◆ **WORK REQUIRED**
Your answer should be each line of the entries that contains the word "tempfile", copied in full.

◆ **EXTRACTED DATA**
↓

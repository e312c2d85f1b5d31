//! Audit Module
//!
//! Loads a lesson log plus its duty and trip exports and runs the
//! compliance check over them.
//!
//! ## Structure
//!
//! - `options` - Input files and thresholds (`AuditOptions`)
//! - `result` - Report plus load statistics (`AuditOutcome`)
//! - `use_case` - Orchestration (`AuditUseCase`)
//!
//! ## Usage
//!
//! ```ignore
//! use kidari::application::audit::{AuditOptions, AuditUseCase};
//!
//! let use_case = AuditUseCase::new(lesson_source, schedule_source);
//! let outcome = use_case.execute(&AuditOptions::new("lessons.json"))?;
//! ```

mod options;
mod result;
mod use_case;

pub use options::AuditOptions;
pub use result::AuditOutcome;
pub use use_case::AuditUseCase;
//! Domain Entities
//!
//! - `LessonRecord` - one session from an instructor's lesson log
//! - `ScheduleRecord` - an approved duty or business-trip block

mod lesson;
mod schedule;

pub use lesson::LessonRecord;
pub use schedule::{parse_instant, ScheduleRecord};
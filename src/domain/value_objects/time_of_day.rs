//! Time-of-day value object
//!
//! Lesson logs record wall-clock times as `HH:MM` text. The parsed minute
//! value anchors a lesson onto its calendar day; the original text is kept
//! verbatim because back-to-back detection compares it literally.

use std::fmt;
use std::str::FromStr;

use chrono::{NaiveDate, NaiveDateTime, NaiveTime, TimeDelta};
use serde::{Deserialize, Serialize};

use crate::error::KidariError;

const MINUTES_PER_HOUR: u16 = 60;
const MINUTES_PER_DAY: u16 = 24 * MINUTES_PER_HOUR;

/// Wall-clock time of day, 24-hour, minute precision.
///
/// `24:00` is accepted and anchors to the following midnight.
#[derive(Debug, Clone, PartialEq, Eq, Hash, Serialize, Deserialize)]
#[serde(try_from = "String", into = "String")]
pub struct TimeOfDay {
    raw: String,
    minutes: u16,
}

impl TimeOfDay {
    /// Text exactly as it appeared in the input
    pub fn as_str(&self) -> &str {
        &self.raw
    }

    /// Minutes since midnight (0..=1440)
    pub fn minutes_since_midnight(&self) -> u16 {
        self.minutes
    }

    /// Combine with a calendar day into a new instant.
    pub fn on(&self, date: NaiveDate) -> NaiveDateTime {
        date.and_time(NaiveTime::MIN) + TimeDelta::minutes(i64::from(self.minutes))
    }
}

impl FromStr for TimeOfDay {
    type Err = KidariError;

    fn from_str(s: &str) -> Result<Self, Self::Err> {
        let invalid = || KidariError::InvalidTimeOfDay {
            value: s.to_string(),
        };

        let (hour, minute) = s.split_once(':').ok_or_else(invalid)?;
        if !(1..=2).contains(&hour.len()) || minute.len() != 2 {
            return Err(invalid());
        }
        if !hour.bytes().chain(minute.bytes()).all(|b| b.is_ascii_digit()) {
            return Err(invalid());
        }

        let hour: u16 = hour.parse().map_err(|_| invalid())?;
        let minute: u16 = minute.parse().map_err(|_| invalid())?;
        if minute >= MINUTES_PER_HOUR {
            return Err(invalid());
        }

        let minutes = hour * MINUTES_PER_HOUR + minute;
        if minutes > MINUTES_PER_DAY {
            return Err(invalid());
        }

        Ok(Self {
            raw: s.to_string(),
            minutes,
        })
    }
}

impl TryFrom<String> for TimeOfDay {
    type Error = KidariError;

    fn try_from(value: String) -> Result<Self, Self::Error> {
        value.parse()
    }
}

impl From<TimeOfDay> for String {
    fn from(time: TimeOfDay) -> Self {
        time.raw
    }
}

impl fmt::Display for TimeOfDay {
    fn fmt(&self, f: &mut fmt::Formatter<'_>) -> fmt::Result {
        f.write_str(&self.raw)
    }
}
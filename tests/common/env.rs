//! Isolated environment for running the `kidari` binary.

use std::path::{Path, PathBuf};
use std::process::{Command, Output};

use tempfile::TempDir;

/// Variables that would leak the developer's setup into a test run
const SCRUBBED_ENV: &[&str] = &[
    "KIDARI_MIN_SESSION_MINUTES",
    "KIDARI_MIN_CONSECUTIVE_MINUTES",
    "KIDARI_COLOR",
    "RUST_LOG",
    "NO_COLOR",
    "CI",
    "GITHUB_ACTIONS",
];

/// Result of running a Kidari CLI command
#[derive(Debug)]
pub struct TestResult {
    pub success: bool,
    pub exit_code: i32,
    pub stdout: String,
    pub stderr: String,
}

impl TestResult {
    fn from_output(output: Output) -> Self {
        Self {
            success: output.status.success(),
            exit_code: output.status.code().unwrap_or(-1),
            stdout: String::from_utf8_lossy(&output.stdout).to_string(),
            stderr: String::from_utf8_lossy(&output.stderr).to_string(),
        }
    }

    /// Parsed NDJSON lines of stdout
    pub fn events(&self) -> Vec<serde_json::Value> {
        self.stdout
            .lines()
            .filter(|l| !l.trim().is_empty())
            .map(|l| {
                serde_json::from_str(l)
                    .unwrap_or_else(|e| panic!("not NDJSON ({e}): {l}\nstdout:\n{}", self.stdout))
            })
            .collect()
    }
}

/// Temp project directory (the cwd) and temp user config directory.
pub struct TestEnv {
    pub project_root: TempDir,
    pub config_dir: TempDir,
}

impl TestEnv {
    pub fn new() -> Self {
        Self {
            project_root: tempfile::tempdir().expect("project tempdir"),
            config_dir: tempfile::tempdir().expect("config tempdir"),
        }
    }

    /// Write a file relative to the project root, creating parents.
    pub fn write(&self, relative: &str, content: &str) -> PathBuf {
        let path = self.project_root.path().join(relative);
        if let Some(parent) = path.parent() {
            std::fs::create_dir_all(parent).expect("create parent dirs");
        }
        std::fs::write(&path, content).expect("write fixture");
        path
    }

    /// Write the user-level config (`<config dir>/kidari/config.toml`).
    pub fn write_user_config(&self, content: &str) -> PathBuf {
        let path = self.config_dir.path().join("kidari").join("config.toml");
        std::fs::create_dir_all(path.parent().expect("config parent")).expect("create config dir");
        std::fs::write(&path, content).expect("write user config");
        path
    }

    pub fn project_path(&self, relative: &str) -> PathBuf {
        self.project_root.path().join(relative)
    }

    pub fn run(&self, args: &[&str]) -> TestResult {
        self.run_with_env(args, &[])
    }

    pub fn run_with_env(&self, args: &[&str], env_vars: &[(&str, &str)]) -> TestResult {
        let mut cmd = self.command(self.project_root.path());
        cmd.args(args);
        for (key, value) in env_vars {
            cmd.env(key, value);
        }
        TestResult::from_output(cmd.output().expect("run kidari"))
    }

    fn command(&self, cwd: &Path) -> Command {
        let mut cmd = Command::new(env!("CARGO_BIN_EXE_kidari"));
        cmd.current_dir(cwd)
            .env("KIDARI_CONFIG_DIR", self.config_dir.path());
        for key in SCRUBBED_ENV {
            cmd.env_remove(key);
        }
        cmd
    }
}
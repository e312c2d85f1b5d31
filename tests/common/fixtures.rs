//! Test fixtures - lesson logs and attendance exports.

/// Four lessons on 2025-04-18:
/// 1. 13:00~13:40 (40) clean
/// 2. 13:40~14:10 (30) too short, short pair with #1, overlaps the 14:00 duty block
/// 3. 15:00~15:40 (40) clean
/// 4. no fullDate, 20 min: duration issue only
pub const LESSONS_WITH_VIOLATIONS: &str = r#"{
  "lessons": [
    {"date": "4. 18. (금)", "startTime": "13:00", "endTime": "13:40", "duration": 40, "fullDate": "2025-04-18"},
    {"date": "4. 18. (금)", "startTime": "13:40", "endTime": "14:10", "duration": 30, "fullDate": "2025-04-18"},
    {"date": "4. 18. (금)", "startTime": "15:00", "endTime": "15:40", "duration": 40, "fullDate": "2025-04-18"},
    {"date": "4. 19. (토)", "startTime": "10:00", "endTime": "10:20", "duration": 20, "fullDate": null}
  ]
}"#;

/// Two compliant lessons
pub const CLEAN_LESSONS: &str = r#"[
  {"date": "4. 21. (월)", "startTime": "13:40", "endTime": "14:20", "duration": 40, "fullDate": "2025-04-21"},
  {"date": "4. 21. (월)", "startTime": "14:20", "endTime": "15:00", "duration": 40, "fullDate": "2025-04-21"}
]"#;

/// Chat-completion reply wrapping the extraction object in prose
pub const CHAT_REPLY: &str = "Here is the extracted data:\n```json\n{\"lessons\": [{\"date\": \"4. 21. (월)\", \"startTime\": \"9:00\", \"endTime\": \"9:30\", \"duration\": 30, \"fullDate\": \"2025-04-21\"}]}\n```\nLet me know if you need anything else.";

/// Work-status export as JSON rows: one approved, one cancelled, one pending
pub const DUTY_ROWS_JSON: &str = r#"[
  ["부서", "성명", "근무상황", "기간", "일수", "사유", "목적지", "구분", "신청자", "결재상태"],
  ["교무실", "홍길동", "외출", "2025-04-18 14:00 ~ 2025-04-18 15:00", 0.1, "병원", null, null, "홍길동", "완결"],
  ["교무실", "홍길동", "연가", "2025-04-18 15:00 ~ 2025-04-18 17:00", 0.2, "개인", null, null, "홍길동", "기결취소(완결)"],
  ["교무실", "홍길동", "조퇴", "2025-04-18 15:10 ~ 2025-04-18 16:00", 0.1, "개인", null, null, "홍길동", "진행중"]
]"#;

/// Business-trip export as TSV; the trip ends as lesson #3 starts
pub const TRIP_ROWS_TSV: &str = "번호\t부서\t성명\t구분\t출장지\t목적\t교통\t기간\t일수\t결재상태\t비고\t여비\n\
1\t교무실\t홍길동\t관내\t교육청\t연수\t자가용\t2025.04.18 14:30 ~ 2025.04.18 15:00\t1\t완결\t\t0\n";

/// Binary fixture under `tests/fixtures/`
pub fn fixture_path(name: &str) -> std::path::PathBuf {
    std::path::Path::new(env!("CARGO_MANIFEST_DIR"))
        .join("tests")
        .join("fixtures")
        .join(name)
}
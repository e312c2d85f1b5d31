//! Lesson record entity
//!
//! One supplementary session as extracted from an instructor's lesson log.
//! Records arrive in chronological order and that order is significant.

use chrono::NaiveDate;
use serde::{Deserialize, Serialize};

use crate::domain::value_objects::{LessonDate, TimeOfDay};
use crate::error::KidariResult;

#[derive(Debug, Clone, PartialEq, Eq, Serialize, Deserialize)]
#[serde(rename_all = "camelCase")]
pub struct LessonRecord {
    /// Display date as written in the log (e.g. `4. 18. (금)`); never parsed
    pub date: String,
    pub start_time: TimeOfDay,
    pub end_time: TimeOfDay,
    /// Minutes, trusted as given
    pub duration: u32,
    #[serde(default)]
    pub full_date: Option<LessonDate>,
}

impl LessonRecord {
    /// Build a record from its textual parts (no `fullDate`).
    pub fn new(
        date: impl Into<String>,
        start_time: &str,
        end_time: &str,
        duration: u32,
    ) -> KidariResult<Self> {
        Ok(Self {
            date: date.into(),
            start_time: start_time.parse()?,
            end_time: end_time.parse()?,
            duration,
            full_date: None,
        })
    }

    pub fn with_full_date(mut self, full_date: impl Into<LessonDate>) -> Self {
        self.full_date = Some(full_date.into());
        self
    }

    /// `start~end` as shown in reports
    pub fn time_range(&self) -> String {
        format!("{}~{}", self.start_time, self.end_time)
    }

    /// Normalized calendar day, `None` when missing or unreadable
    pub fn calendar_date(&self) -> Option<NaiveDate> {
        self.full_date.as_ref().and_then(LessonDate::normalize)
    }
}

#[cfg(test)]
mod tests {
    use super::*;

    #[test]
    fn deserializes_extraction_output() {
        let json = r#"{
            "date": "4. 18. (금)",
            "startTime": "13:40",
            "endTime": "14:20",
            "duration": 40,
            "fullDate": "2025-04-18"
        }"#;

        let lesson: LessonRecord = serde_json::from_str(json).unwrap();
        assert_eq!(lesson.date, "4. 18. (금)");
        assert_eq!(lesson.time_range(), "13:40~14:20");
        assert_eq!(lesson.duration, 40);
        assert_eq!(lesson.calendar_date(), NaiveDate::from_ymd_opt(2025, 4, 18));
    }

    #[test]
    fn missing_or_null_full_date_is_none() {
        let json = r#"{"date": "d", "startTime": "9:00", "endTime": "9:40", "duration": 40}"#;
        let lesson: LessonRecord = serde_json::from_str(json).unwrap();
        assert!(lesson.full_date.is_none());

        let json = r#"{"date": "d", "startTime": "9:00", "endTime": "9:40", "duration": 40, "fullDate": null}"#;
        let lesson: LessonRecord = serde_json::from_str(json).unwrap();
        assert!(lesson.full_date.is_none());
        assert!(lesson.calendar_date().is_none());
    }

    #[test]
    fn malformed_time_is_a_structural_error() {
        let json = r#"{"date": "d", "startTime": "nine", "endTime": "9:40", "duration": 40}"#;
        let err = serde_json::from_str::<LessonRecord>(json).unwrap_err();
        assert!(err.to_string().contains("invalid time of day 'nine'"));
    }

    #[test]
    fn negative_duration_is_rejected() {
        let json = r#"{"date": "d", "startTime": "9:00", "endTime": "9:40", "duration": -5}"#;
        assert!(serde_json::from_str::<LessonRecord>(json).is_err());
    }

    #[test]
    fn builder_sets_full_date() {
        let lesson = LessonRecord::new("4. 18. (금)", "13:40", "14:20", 40)
            .unwrap()
            .with_full_date("2025-04-18");
        assert_eq!(lesson.calendar_date(), NaiveDate::from_ymd_opt(2025, 4, 18));
    }
}
use crossterm::style::Color;

/// Design tokens for the Kidari terminal UI.
///
/// Only 5 semantic colors (`colors::*`). Icons and borders are sourced
/// from this module so the ASCII fallback stays in one place.
pub mod colors {
    use super::Color;

    /// #22C55E
    pub const SUCCESS: Color = Color::Green;
    /// #EF4444
    pub const ERROR: Color = Color::Red;
    /// #F59E0B
    pub const WARNING: Color = Color::Yellow;
    /// #06B6D4
    pub const INFO: Color = Color::Cyan;
    /// #6B7280
    pub const DIM: Color = Color::DarkGrey;
}

pub mod icons {
    pub const SUCCESS: &str = "✓";
    pub const ERROR: &str = "✗";
    pub const WARNING: &str = "⚠";
    pub const ARROW: &str = "↳";
    pub const POINTER: &str = "↑";

    // Issue categories.
    pub const DURATION: &str = "⏱";
    pub const CONSECUTIVE: &str = "⇄";
    pub const CONFLICT: &str = "⚑";

    // Command identifiers (used in headers).
    pub const AUDIT: &str = "🔍";
    pub const EXPLAIN: &str = "📖";
}

pub mod icons_ascii {
    pub const SUCCESS: &str = "[OK]";
    pub const ERROR: &str = "[FAIL]";
    pub const WARNING: &str = "[WARN]";
    pub const ARROW: &str = "[>]";
    pub const POINTER: &str = "^";

    pub const DURATION: &str = "[TIME]";
    pub const CONSECUTIVE: &str = "[PAIR]";
    pub const CONFLICT: &str = "[CONFLICT]";

    pub const AUDIT: &str = "[AUDIT]";
    pub const EXPLAIN: &str = "[EXPLAIN]";
}

pub mod borders {
    pub const TOP_LEFT: &str = "╭";
    pub const TOP_RIGHT: &str = "╮";
    pub const BOTTOM_LEFT: &str = "╰";
    pub const BOTTOM_RIGHT: &str = "╯";
    pub const HORIZONTAL: &str = "─";
    pub const VERTICAL: &str = "│";
}

pub mod borders_ascii {
    pub const TOP_LEFT: &str = "+";
    pub const TOP_RIGHT: &str = "+";
    pub const BOTTOM_LEFT: &str = "+";
    pub const BOTTOM_RIGHT: &str = "+";
    pub const HORIZONTAL: &str = "-";
    pub const VERTICAL: &str = "|";
}
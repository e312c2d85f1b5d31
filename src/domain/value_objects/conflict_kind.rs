//! Conflict kind value object - which official record a lesson collided with
//!
//! - `Duty`: approved absence or duty time from the work-status list
//! - `BusinessTrip`: approved travel from the business-trip list

use serde::{Deserialize, Serialize};

/// Source of a schedule conflict
#[derive(Debug, Clone, Copy, PartialEq, Eq, Hash, Serialize, Deserialize)]
pub enum ConflictKind {
    /// Work-status (duty) schedule
    #[serde(rename = "duty")]
    Duty,
    /// Business-trip schedule
    #[serde(rename = "business trip")]
    BusinessTrip,
}

impl ConflictKind {
    /// Prefix used in per-lesson issue descriptions
    pub fn issue_label(&self) -> &'static str {
        match self {
            ConflictKind::Duty => "Duty conflict",
            ConflictKind::BusinessTrip => "Business trip conflict",
        }
    }

    /// Heading used by report renderers
    pub fn title(&self) -> &'static str {
        match self {
            ConflictKind::Duty => "Work Status",
            ConflictKind::BusinessTrip => "Business Trip",
        }
    }
}

impl std::fmt::Display for ConflictKind {
    fn fmt(&self, f: &mut std::fmt::Formatter<'_>) -> std::fmt::Result {
        match self {
            ConflictKind::Duty => write!(f, "duty"),
            ConflictKind::BusinessTrip => write!(f, "business trip"),
        }
    }
}

#[cfg(test)]
mod tests {
    use super::*;

    #[test]
    fn conflict_kind_display() {
        assert_eq!(ConflictKind::Duty.to_string(), "duty");
        assert_eq!(ConflictKind::BusinessTrip.to_string(), "business trip");
    }

    #[test]
    fn conflict_kind_serializes_as_label() {
        assert_eq!(serde_json::to_string(&ConflictKind::Duty).unwrap(), "\"duty\"");
        assert_eq!(
            serde_json::to_string(&ConflictKind::BusinessTrip).unwrap(),
            "\"business trip\""
        );
    }
}
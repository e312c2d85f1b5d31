//! Kidari - supplementary lesson log compliance checker
//!
//! Kidari audits the lesson log of an after-school support program. Every
//! session must meet a minimum length, back-to-back pairs must meet a
//! combined minimum, and no session may overlap an approved duty absence
//! or business trip taken from the attendance system.

pub mod application;
pub mod config;
pub mod domain;
pub mod error;
pub mod infrastructure;
pub mod presentation;

// Re-exports for convenience
pub use config::Config;
pub use domain::entities::{LessonRecord, ScheduleRecord};
pub use domain::policies::{CheckPolicy, MIN_CONSECUTIVE_MINUTES, MIN_SESSION_MINUTES};
pub use domain::services::{ComplianceChecker, ViolationReport};
pub use domain::value_objects::{ConflictKind, LessonDate, TimeOfDay};
pub use error::{KidariError, KidariResult};
//! Audit Options

use std::path::PathBuf;

use crate::domain::policies::CheckPolicy;

/// Options for the audit use case
#[derive(Debug, Clone)]
pub struct AuditOptions {
    /// Lesson log (extraction JSON or chat reply)
    pub lessons: PathBuf,
    /// Work-status exports, read in order
    pub duty_files: Vec<PathBuf>,
    /// Business-trip exports, read in order
    pub trip_files: Vec<PathBuf>,
    /// Thresholds to check against
    pub policy: CheckPolicy,
}

impl AuditOptions {
    pub fn new(lessons: impl Into<PathBuf>) -> Self {
        Self {
            lessons: lessons.into(),
            duty_files: Vec::new(),
            trip_files: Vec::new(),
            policy: CheckPolicy::default(),
        }
    }

    pub fn with_duty_file(mut self, path: impl Into<PathBuf>) -> Self {
        self.duty_files.push(path.into());
        self
    }

    pub fn with_trip_file(mut self, path: impl Into<PathBuf>) -> Self {
        self.trip_files.push(path.into());
        self
    }

    pub fn with_policy(mut self, policy: CheckPolicy) -> Self {
        self.policy = policy;
        self
    }
}
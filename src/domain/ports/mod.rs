//! Domain Ports (Interfaces)
//!
//! These traits define the boundaries of the domain layer.
//! Infrastructure layer provides concrete implementations.

pub mod lesson_source;
pub mod schedule_source;

pub use lesson_source::LessonSource;
pub use schedule_source::ScheduleSource;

↑

◆ **ANSWER SECTION**
use tempfile::TempDir;
            project_root: tempfile::tempdir().expect("project tempdir"),
            config_dir: tempfile::tempdir().expect("config tempdir"),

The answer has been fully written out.